- [Task description]
Below are the records; pull every line that includes "GameState".

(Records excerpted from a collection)
=====

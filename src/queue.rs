// src/queue.rs
// Priority queue of pending announcements with a single drain task that
// plays them one at a time.
//
// State machine: Idle -> Draining -> Idle. Muting is an orthogonal flag that
// empties the queue and interrupts the drain task without changing the
// Idle/Draining bookkeeping.

use std::sync::{Arc, Mutex, MutexGuard};

use tokio::sync::watch;
use tokio::time::sleep;

use crate::announcement::Announcement;
use crate::player::AnnouncementPlayer;

#[derive(Default)]
struct QueueState {
    pending: Vec<Announcement>,
    draining: bool,
    muted: bool,
}

struct QueueInner {
    state: Mutex<QueueState>,
    player: Arc<AnnouncementPlayer>,
    // Bumped on every mute; the drain task abandons its current wait when it changes.
    interrupt: watch::Sender<u64>,
    idle: watch::Sender<bool>,
}

impl QueueInner {
    fn state(&self) -> MutexGuard<'_, QueueState> {
        self.state.lock().unwrap_or_else(|poisoned| poisoned.into_inner())
    }

    async fn drain(self: Arc<Self>) {
        let mut interrupt = self.interrupt.subscribe();
        log::debug!("Announcement drain started");

        loop {
            let next = {
                let mut state = self.state();
                // Read under the lock so a mute racing with this pop is not lost.
                interrupt.borrow_and_update();
                if state.pending.is_empty() {
                    state.draining = false;
                    self.idle.send_replace(true);
                    None
                } else {
                    Some(state.pending.remove(0))
                }
            };
            let Some(announcement) = next else {
                break;
            };

            log::info!("Announcing (priority {}): {}", announcement.priority(), announcement.message());
            tokio::select! {
                _ = self.player.play(&announcement) => {}
                _ = interrupt.changed() => {
                    log::debug!("Announcement interrupted: {}", announcement.message());
                    continue;
                }
            }

            tokio::select! {
                _ = sleep(announcement.inter_announcement_delay()) => {}
                _ = interrupt.changed() => {}
            }
        }

        log::debug!("Announcement drain finished");
    }
}

/// Cheap to clone; all clones share the same queue.
#[derive(Clone)]
pub struct AnnouncementQueue {
    inner: Arc<QueueInner>,
}

impl AnnouncementQueue {
    pub fn new(player: Arc<AnnouncementPlayer>) -> Self {
        let (interrupt, _) = watch::channel(0u64);
        let (idle, _) = watch::channel(true);
        AnnouncementQueue {
            inner: Arc::new(QueueInner {
                state: Mutex::new(QueueState::default()),
                player,
                interrupt,
                idle,
            }),
        }
    }

    /// Queue an announcement and start draining if nothing is playing.
    ///
    /// Pending items stay sorted by descending priority, equal priorities in
    /// arrival order. Dropped silently while muted or when an announcement
    /// for the same event is still waiting. Must be called from within a
    /// tokio runtime.
    pub fn enqueue(&self, announcement: Announcement) {
        let start_drain = {
            let mut state = self.inner.state();
            if state.muted {
                log::debug!("Muted, dropping: {}", announcement.message());
                return;
            }
            if state.pending.iter().any(|pending| pending.key() == announcement.key()) {
                log::debug!("Already queued, dropping: {}", announcement.message());
                return;
            }
            state.pending.push(announcement);
            // sort_by is stable, which keeps arrival order among ties
            state.pending.sort_by(|a, b| b.priority().cmp(&a.priority()));

            if state.draining {
                false
            } else {
                state.draining = true;
                self.inner.idle.send_replace(false);
                true
            }
        };

        if start_drain {
            let inner = Arc::clone(&self.inner);
            tokio::spawn(inner.drain());
        }
    }

    /// Drop everything pending, stop what is playing, refuse new items.
    pub fn mute(&self) {
        let dropped = {
            let mut state = self.inner.state();
            state.muted = true;
            let dropped = state.pending.len();
            state.pending.clear();
            self.inner.player.set_muted(true);
            self.inner.interrupt.send_modify(|generation| *generation += 1);
            dropped
        };
        self.inner.player.cancel();
        log::info!("Announcements muted ({dropped} pending dropped)");
    }

    pub fn unmute(&self) {
        let mut state = self.inner.state();
        state.muted = false;
        self.inner.player.set_muted(false);
        log::info!("Announcements unmuted");
    }

    /// Returns the new muted state
    pub fn toggle_mute(&self) -> bool {
        if self.is_muted() {
            self.unmute();
            false
        } else {
            self.mute();
            true
        }
    }

    pub fn is_muted(&self) -> bool {
        self.inner.state().muted
    }

    pub fn is_draining(&self) -> bool {
        self.inner.state().draining
    }

    /// Number of announcements waiting, not counting the one playing
    pub fn len(&self) -> usize {
        self.inner.state().pending.len()
    }

    pub fn is_empty(&self) -> bool {
        self.len() == 0
    }

    /// Messages waiting, in playback order
    pub fn pending_messages(&self) -> Vec<String> {
        self.inner.state().pending.iter().map(|a| a.message().to_string()).collect()
    }

    /// Resolves once no drain task is running.
    pub async fn wait_idle(&self) {
        let mut idle = self.inner.idle.subscribe();
        let _ = idle.wait_for(|idle| *idle).await;
    }

    /// Mute and wait for the drain task to wind down.
    pub async fn shutdown(&self) {
        self.mute();
        self.wait_idle().await;
    }
}
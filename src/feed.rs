// src/feed.rs
// HTTP access to the realtime store that owns the game.
//
// The store exposes every node as JSON under `<database_url>/<path>.json`.
// A poll reads the whole game node and hands it on as a complete
// replacement snapshot, never as a delta.

use std::time::Duration;

use serde::Deserialize;
use serde_json::Value;
use thiserror::Error;

use crate::config::AnnouncerConfig;
use crate::snapshot::GameState;

#[derive(Debug, Error)]
pub enum FeedError {
    #[error("HTTP request failed: {0}")]
    Request(String),

    #[error("request timed out")]
    Timeout,

    #[error("HTTP request failed with status: {0}")]
    Status(reqwest::StatusCode),

    #[error("game '{0}' not found")]
    GameNotFound(String),
}

impl From<reqwest::Error> for FeedError {
    fn from(e: reqwest::Error) -> Self {
        if e.is_timeout() {
            FeedError::Timeout
        } else {
            FeedError::Request(e.to_string())
        }
    }
}

/// Simple HTTP GET request wrapper
async fn get_json<T>(client: &reqwest::Client, url: &str) -> Result<T, FeedError>
where
    T: for<'de> Deserialize<'de>,
{
    let response = client.get(url).send().await?;

    if response.status().is_success() {
        Ok(response.json().await?)
    } else {
        Err(FeedError::Status(response.status()))
    }
}

/// Game ids below the `games` node, sorted
pub fn game_ids_from_value(value: &Value) -> Vec<String> {
    let mut ids: Vec<String> = match value {
        Value::Object(map) => map.keys().cloned().collect(),
        _ => Vec::new(),
    };
    ids.sort();
    ids
}

pub struct GameFeed {
    http_client: reqwest::Client,
    database_url: String,
}

impl GameFeed {
    pub fn new(config: &AnnouncerConfig) -> Result<Self, FeedError> {
        let http_client = reqwest::Client::builder()
            .timeout(Duration::from_secs(config.timeout))
            .build()?;
        Ok(GameFeed {
            http_client,
            database_url: config.database_url.clone(),
        })
    }

    pub fn game_url(&self, game_id: &str) -> String {
        format!("{}/games/{}.json", self.database_url, game_id)
    }

    /// Read the complete game node
    pub async fn fetch_state(&self, game_id: &str) -> Result<GameState, FeedError> {
        let value: Value = get_json(&self.http_client, &self.game_url(game_id)).await?;
        if value.is_null() {
            return Err(FeedError::GameNotFound(game_id.to_string()));
        }
        Ok(GameState::from_value(&value))
    }

    /// List the games known to the store
    pub async fn list_games(&self) -> Result<Vec<String>, FeedError> {
        let url = format!("{}/games.json?shallow=true", self.database_url);
        let value: Value = get_json(&self.http_client, &url).await?;
        Ok(game_ids_from_value(&value))
    }

    /// Test server connection
    pub async fn test_connection(&self) -> Result<(), FeedError> {
        let url = format!("{}/.json?shallow=true", self.database_url);
        let response = self.http_client.get(&url).send().await?;

        if response.status().is_success() {
            Ok(())
        } else {
            Err(FeedError::Status(response.status()))
        }
    }
}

=====

- [Answer to this exercise]
use crate::snapshot::GameState;
    pub async fn fetch_state(&self, game_id: &str) -> Result<GameState, FeedError> {
        Ok(GameState::from_value(&value))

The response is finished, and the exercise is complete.